# WHAT YOU ARE ASKED TO DO
State, as a number alone, how many lines of the entries contain the word "without".

Dataset items:
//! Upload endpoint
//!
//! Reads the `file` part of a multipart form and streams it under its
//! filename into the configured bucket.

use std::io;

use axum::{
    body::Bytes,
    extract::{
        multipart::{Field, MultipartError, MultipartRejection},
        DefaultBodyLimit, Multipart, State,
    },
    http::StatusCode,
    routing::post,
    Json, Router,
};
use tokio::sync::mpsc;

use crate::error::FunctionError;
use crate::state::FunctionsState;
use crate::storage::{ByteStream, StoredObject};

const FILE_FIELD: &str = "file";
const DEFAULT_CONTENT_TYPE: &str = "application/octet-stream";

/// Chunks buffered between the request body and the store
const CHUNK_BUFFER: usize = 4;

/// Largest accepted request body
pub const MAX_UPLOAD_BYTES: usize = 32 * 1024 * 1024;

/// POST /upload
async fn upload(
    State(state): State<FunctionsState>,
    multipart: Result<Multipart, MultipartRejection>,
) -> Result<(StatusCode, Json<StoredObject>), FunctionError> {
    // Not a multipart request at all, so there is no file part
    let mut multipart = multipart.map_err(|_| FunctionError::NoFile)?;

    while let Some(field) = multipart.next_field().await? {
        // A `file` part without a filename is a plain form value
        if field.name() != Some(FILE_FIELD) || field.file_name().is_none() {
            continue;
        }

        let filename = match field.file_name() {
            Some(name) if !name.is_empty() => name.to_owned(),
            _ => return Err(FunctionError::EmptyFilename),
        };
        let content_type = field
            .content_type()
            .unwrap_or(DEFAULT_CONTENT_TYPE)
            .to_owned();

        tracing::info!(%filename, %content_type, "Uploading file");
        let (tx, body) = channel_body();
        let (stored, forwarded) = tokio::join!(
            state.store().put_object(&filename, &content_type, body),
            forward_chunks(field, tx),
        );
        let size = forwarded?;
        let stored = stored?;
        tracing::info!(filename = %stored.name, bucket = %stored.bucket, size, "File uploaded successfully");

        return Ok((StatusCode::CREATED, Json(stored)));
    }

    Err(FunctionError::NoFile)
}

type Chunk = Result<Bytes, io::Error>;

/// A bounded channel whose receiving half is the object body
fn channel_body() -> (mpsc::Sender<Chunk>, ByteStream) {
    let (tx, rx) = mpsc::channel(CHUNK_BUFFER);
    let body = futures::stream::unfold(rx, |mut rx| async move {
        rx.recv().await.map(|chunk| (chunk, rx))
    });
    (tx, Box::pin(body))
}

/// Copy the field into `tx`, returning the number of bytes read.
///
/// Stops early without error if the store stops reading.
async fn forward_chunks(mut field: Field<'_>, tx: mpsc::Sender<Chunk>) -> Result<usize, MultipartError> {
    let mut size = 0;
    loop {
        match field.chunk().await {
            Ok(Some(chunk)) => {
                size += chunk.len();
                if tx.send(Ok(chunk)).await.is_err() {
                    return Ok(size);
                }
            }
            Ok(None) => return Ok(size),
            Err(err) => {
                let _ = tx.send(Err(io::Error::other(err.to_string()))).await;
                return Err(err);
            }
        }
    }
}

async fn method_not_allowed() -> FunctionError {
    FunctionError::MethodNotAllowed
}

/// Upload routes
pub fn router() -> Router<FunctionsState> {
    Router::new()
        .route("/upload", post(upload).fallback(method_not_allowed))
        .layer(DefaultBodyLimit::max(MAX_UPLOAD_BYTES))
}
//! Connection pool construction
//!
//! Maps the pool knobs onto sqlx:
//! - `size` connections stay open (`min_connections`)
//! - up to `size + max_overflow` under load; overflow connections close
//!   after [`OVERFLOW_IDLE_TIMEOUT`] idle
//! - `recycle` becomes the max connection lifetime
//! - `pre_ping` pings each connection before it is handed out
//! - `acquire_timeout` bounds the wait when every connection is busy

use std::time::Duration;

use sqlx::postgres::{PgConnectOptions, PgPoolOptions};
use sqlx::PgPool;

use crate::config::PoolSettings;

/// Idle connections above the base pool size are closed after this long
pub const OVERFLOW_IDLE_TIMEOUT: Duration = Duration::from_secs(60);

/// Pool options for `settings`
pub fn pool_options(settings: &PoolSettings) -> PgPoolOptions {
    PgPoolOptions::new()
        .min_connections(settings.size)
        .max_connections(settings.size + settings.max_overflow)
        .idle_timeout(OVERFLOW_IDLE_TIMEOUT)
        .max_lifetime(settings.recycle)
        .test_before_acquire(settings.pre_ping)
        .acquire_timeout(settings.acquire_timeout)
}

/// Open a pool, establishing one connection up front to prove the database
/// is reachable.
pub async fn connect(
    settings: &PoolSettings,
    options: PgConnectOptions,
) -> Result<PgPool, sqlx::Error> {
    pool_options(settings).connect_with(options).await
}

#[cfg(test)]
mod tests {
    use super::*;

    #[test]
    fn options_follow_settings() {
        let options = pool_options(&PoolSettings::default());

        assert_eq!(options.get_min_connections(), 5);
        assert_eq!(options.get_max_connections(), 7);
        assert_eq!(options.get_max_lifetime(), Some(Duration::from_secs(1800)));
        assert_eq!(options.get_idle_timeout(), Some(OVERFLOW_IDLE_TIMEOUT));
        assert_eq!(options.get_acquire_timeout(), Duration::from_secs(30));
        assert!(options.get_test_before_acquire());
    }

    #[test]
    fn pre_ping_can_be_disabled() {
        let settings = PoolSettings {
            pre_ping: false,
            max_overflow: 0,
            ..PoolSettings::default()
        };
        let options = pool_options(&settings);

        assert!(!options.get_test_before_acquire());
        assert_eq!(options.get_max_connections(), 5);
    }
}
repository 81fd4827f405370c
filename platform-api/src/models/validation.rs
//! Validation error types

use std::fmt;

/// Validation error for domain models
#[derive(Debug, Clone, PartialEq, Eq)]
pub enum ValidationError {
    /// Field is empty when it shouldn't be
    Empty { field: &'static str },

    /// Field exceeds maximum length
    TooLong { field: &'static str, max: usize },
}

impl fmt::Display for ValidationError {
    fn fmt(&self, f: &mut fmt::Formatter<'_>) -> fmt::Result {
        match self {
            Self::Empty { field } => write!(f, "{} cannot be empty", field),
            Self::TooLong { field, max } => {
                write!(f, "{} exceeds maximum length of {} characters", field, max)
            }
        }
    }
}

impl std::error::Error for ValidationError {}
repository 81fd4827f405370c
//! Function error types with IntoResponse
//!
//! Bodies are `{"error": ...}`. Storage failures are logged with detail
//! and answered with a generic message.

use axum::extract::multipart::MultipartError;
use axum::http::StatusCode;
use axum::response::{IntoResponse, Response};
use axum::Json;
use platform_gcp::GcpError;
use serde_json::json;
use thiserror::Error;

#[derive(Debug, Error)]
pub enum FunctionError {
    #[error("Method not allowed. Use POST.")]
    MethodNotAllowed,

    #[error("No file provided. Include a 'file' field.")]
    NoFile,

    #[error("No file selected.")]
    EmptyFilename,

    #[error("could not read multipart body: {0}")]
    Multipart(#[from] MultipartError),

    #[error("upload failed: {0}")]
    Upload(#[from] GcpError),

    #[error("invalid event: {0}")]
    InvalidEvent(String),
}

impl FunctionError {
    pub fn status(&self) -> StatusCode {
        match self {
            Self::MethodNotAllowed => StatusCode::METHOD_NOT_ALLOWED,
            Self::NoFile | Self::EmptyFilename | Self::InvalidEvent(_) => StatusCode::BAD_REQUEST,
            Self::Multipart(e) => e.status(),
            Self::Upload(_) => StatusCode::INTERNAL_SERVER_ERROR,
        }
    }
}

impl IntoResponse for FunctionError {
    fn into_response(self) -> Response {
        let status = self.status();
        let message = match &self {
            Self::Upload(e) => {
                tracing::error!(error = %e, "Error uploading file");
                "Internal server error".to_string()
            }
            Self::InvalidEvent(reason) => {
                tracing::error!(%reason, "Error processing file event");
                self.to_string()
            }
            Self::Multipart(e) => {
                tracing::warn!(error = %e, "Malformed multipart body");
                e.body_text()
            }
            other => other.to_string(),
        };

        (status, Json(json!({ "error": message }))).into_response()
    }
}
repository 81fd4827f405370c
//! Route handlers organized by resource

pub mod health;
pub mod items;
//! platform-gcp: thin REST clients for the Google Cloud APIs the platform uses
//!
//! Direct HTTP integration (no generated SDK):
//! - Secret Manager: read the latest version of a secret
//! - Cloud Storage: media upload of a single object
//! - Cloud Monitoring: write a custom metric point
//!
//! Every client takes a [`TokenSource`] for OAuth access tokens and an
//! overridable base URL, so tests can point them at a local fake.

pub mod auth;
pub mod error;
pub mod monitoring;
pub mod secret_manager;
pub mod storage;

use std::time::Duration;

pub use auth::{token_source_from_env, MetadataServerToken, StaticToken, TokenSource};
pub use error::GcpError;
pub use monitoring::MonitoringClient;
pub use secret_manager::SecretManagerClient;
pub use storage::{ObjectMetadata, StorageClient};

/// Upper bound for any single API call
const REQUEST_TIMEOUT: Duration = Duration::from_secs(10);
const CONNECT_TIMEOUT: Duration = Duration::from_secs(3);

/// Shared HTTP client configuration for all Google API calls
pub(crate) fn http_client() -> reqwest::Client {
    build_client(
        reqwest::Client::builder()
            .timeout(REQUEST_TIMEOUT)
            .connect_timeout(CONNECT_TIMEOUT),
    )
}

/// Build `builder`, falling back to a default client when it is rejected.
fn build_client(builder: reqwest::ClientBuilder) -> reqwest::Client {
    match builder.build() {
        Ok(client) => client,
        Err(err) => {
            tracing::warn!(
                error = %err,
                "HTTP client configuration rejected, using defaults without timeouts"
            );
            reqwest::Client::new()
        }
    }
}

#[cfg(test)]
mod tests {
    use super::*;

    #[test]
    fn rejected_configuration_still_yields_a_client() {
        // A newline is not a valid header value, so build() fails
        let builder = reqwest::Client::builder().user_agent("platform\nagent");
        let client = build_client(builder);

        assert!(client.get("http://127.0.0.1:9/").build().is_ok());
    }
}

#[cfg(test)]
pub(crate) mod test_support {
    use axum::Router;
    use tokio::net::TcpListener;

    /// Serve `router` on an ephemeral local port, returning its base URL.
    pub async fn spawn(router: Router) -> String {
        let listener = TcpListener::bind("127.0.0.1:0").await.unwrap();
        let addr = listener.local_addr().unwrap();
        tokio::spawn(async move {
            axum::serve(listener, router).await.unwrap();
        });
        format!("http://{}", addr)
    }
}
...
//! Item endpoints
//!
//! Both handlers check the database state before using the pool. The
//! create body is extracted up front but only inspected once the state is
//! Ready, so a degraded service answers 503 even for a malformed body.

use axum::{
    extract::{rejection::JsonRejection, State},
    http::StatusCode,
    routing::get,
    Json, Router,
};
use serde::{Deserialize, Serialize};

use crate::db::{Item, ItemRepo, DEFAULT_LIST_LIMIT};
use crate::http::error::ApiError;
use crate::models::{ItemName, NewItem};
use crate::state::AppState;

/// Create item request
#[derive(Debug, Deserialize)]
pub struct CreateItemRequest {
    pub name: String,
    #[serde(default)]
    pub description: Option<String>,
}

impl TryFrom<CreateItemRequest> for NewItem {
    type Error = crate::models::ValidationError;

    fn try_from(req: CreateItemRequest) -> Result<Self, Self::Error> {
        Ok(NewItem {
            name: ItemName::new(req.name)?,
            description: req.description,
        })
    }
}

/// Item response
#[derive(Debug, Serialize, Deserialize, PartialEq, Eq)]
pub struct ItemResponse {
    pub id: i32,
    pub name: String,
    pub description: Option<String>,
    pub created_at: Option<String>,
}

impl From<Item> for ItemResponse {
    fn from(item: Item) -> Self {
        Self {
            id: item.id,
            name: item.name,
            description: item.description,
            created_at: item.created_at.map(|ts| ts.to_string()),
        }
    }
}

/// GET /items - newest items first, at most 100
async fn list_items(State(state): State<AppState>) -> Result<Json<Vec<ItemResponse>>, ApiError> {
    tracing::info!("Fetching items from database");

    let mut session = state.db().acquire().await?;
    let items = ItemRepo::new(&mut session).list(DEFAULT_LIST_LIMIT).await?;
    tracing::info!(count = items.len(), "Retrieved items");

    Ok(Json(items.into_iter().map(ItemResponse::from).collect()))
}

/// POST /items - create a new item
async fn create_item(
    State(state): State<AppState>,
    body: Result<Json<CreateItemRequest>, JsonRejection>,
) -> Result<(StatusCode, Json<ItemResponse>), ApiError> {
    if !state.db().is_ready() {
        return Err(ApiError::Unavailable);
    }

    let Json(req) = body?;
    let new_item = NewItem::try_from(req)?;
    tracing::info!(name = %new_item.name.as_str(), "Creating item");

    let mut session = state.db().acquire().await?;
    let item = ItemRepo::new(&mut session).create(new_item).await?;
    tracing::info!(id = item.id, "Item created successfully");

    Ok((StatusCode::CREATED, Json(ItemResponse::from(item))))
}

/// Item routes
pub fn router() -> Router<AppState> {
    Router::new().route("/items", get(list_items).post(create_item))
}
...
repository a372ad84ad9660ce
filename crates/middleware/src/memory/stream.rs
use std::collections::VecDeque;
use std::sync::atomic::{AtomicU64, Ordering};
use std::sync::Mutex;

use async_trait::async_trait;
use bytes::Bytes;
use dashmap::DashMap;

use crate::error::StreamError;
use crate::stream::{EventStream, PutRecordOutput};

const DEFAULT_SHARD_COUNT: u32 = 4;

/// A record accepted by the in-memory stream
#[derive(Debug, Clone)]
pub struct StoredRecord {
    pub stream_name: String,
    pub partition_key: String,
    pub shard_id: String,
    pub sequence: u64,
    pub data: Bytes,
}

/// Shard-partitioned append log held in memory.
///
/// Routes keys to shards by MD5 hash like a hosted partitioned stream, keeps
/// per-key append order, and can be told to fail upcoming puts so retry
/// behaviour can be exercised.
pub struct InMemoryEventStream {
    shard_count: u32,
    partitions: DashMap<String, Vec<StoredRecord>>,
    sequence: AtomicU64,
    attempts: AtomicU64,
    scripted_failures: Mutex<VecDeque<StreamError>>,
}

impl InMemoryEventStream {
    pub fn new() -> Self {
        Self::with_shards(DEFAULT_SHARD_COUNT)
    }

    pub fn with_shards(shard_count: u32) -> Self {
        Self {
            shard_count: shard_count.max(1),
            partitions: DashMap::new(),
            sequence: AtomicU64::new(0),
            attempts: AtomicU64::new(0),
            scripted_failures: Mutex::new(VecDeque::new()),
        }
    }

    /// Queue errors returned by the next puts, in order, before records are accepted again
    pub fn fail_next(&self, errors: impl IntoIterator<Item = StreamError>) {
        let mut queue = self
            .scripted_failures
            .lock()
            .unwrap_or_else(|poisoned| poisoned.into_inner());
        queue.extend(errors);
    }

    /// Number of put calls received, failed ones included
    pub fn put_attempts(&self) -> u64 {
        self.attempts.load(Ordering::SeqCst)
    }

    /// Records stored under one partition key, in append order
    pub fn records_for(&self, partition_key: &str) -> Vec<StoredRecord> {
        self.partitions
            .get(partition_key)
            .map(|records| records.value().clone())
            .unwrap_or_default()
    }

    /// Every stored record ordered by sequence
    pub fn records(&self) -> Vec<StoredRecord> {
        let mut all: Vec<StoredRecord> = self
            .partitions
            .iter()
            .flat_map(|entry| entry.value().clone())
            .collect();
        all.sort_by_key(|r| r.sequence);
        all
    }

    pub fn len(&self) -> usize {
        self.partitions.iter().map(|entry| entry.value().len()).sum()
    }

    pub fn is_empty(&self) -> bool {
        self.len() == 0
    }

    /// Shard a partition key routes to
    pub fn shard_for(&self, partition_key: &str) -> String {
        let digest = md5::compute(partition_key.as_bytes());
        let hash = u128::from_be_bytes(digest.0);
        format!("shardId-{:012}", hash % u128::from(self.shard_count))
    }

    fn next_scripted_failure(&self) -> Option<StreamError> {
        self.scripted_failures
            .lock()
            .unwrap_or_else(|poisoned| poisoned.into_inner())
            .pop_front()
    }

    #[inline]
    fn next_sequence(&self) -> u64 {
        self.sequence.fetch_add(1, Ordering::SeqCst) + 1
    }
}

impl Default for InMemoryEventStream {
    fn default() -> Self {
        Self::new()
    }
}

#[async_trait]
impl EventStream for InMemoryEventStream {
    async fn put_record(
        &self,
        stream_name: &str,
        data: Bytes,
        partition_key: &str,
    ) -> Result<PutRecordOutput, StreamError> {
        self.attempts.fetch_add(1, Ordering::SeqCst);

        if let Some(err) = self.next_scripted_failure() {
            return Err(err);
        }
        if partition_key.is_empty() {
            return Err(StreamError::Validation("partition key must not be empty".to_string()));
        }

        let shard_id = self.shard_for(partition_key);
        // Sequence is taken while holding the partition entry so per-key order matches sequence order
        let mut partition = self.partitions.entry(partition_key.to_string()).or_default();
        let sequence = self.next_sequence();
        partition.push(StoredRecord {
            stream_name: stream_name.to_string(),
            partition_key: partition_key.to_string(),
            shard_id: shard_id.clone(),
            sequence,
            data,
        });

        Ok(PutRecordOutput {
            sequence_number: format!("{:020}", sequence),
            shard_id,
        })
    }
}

# SOLUTION TO THIS EXERCISE
3